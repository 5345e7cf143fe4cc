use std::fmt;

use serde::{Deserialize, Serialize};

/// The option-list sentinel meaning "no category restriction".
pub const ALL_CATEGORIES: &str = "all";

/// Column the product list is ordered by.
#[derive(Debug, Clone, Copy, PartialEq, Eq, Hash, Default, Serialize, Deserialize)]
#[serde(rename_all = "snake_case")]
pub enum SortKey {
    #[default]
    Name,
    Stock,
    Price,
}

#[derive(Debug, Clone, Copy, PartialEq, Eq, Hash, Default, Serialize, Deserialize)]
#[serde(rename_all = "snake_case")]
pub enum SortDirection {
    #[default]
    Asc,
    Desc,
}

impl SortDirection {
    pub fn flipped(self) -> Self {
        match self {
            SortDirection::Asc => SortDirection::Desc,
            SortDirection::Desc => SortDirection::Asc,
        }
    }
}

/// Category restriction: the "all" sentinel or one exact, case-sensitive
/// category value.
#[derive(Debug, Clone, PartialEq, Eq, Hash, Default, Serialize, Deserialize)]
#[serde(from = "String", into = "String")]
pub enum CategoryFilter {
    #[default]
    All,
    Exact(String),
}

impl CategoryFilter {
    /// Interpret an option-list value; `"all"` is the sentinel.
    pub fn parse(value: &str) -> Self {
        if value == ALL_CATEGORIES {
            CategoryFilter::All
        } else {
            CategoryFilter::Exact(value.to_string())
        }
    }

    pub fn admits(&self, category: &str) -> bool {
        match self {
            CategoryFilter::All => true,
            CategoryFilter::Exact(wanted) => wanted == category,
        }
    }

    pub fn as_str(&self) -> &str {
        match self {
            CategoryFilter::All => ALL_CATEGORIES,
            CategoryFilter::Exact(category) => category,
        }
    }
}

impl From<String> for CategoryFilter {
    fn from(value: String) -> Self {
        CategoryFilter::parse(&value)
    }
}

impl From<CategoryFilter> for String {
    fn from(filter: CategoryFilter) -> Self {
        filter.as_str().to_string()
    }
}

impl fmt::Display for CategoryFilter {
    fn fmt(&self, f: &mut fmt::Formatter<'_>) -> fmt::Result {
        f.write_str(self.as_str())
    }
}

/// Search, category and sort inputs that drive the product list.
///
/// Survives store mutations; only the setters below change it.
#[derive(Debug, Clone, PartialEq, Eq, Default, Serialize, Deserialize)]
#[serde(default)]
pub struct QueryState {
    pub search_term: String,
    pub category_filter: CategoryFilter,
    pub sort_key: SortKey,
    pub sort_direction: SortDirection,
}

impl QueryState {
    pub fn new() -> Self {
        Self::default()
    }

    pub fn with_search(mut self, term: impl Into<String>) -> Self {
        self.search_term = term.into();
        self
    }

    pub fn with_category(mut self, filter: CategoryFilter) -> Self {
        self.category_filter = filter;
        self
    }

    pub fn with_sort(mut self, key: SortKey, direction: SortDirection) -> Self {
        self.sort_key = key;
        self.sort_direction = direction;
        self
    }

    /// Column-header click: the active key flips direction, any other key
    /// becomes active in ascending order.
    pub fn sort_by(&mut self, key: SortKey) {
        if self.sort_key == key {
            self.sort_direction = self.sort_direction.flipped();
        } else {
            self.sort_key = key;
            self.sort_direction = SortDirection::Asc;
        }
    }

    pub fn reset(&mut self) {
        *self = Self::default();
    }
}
************
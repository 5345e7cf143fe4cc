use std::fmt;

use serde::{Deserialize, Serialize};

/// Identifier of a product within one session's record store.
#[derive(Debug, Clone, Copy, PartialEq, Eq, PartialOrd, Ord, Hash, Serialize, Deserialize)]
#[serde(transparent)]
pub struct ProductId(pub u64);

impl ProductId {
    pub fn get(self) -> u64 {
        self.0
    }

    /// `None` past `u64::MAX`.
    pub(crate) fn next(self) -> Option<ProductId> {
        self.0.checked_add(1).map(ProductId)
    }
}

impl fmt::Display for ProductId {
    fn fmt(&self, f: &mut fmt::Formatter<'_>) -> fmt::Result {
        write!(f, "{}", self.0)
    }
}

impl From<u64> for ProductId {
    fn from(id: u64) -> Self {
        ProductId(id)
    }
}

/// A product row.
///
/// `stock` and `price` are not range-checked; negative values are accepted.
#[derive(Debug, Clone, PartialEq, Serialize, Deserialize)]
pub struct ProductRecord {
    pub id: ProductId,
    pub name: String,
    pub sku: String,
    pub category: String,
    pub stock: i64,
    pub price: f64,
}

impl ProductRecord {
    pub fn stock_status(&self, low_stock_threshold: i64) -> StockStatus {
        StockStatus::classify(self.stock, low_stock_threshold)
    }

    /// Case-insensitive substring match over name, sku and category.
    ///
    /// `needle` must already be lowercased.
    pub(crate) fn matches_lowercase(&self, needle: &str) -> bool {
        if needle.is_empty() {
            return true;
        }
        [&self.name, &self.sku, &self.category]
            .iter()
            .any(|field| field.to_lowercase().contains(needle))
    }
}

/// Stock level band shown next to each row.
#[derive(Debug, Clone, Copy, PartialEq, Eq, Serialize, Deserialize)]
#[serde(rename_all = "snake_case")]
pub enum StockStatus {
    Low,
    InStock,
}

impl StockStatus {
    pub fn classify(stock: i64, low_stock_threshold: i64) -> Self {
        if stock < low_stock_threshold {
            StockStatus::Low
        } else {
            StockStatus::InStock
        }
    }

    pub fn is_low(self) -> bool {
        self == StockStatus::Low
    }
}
************
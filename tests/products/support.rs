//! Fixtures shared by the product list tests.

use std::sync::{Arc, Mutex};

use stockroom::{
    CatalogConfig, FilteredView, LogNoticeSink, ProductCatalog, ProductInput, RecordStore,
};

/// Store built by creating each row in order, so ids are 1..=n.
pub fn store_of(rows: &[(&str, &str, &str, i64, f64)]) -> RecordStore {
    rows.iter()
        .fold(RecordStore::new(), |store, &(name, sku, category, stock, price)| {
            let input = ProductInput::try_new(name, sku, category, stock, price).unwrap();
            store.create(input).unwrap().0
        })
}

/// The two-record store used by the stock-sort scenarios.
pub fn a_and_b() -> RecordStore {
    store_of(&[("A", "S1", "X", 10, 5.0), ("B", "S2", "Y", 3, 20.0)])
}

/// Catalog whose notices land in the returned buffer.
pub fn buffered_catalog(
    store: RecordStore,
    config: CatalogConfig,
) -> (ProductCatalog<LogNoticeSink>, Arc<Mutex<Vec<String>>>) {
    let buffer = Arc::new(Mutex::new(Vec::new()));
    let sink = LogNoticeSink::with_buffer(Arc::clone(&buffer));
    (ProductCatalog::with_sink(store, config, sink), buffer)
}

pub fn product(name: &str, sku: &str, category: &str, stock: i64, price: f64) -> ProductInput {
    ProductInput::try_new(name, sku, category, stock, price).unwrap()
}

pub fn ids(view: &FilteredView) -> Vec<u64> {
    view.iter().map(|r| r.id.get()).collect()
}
************
What is being asked » Find each line in the data above with the word "RecordStore", then copy it.

Answer area »
    CatalogConfig, FilteredView, LogNoticeSink, ProductCatalog, ProductInput, RecordStore,
pub fn store_of(rows: &[(&str, &str, &str, i64, f64)]) -> RecordStore {
        .fold(RecordStore::new(), |store, &(name, sku, category, stock, price)| {
pub fn a_and_b() -> RecordStore {
    store: RecordStore,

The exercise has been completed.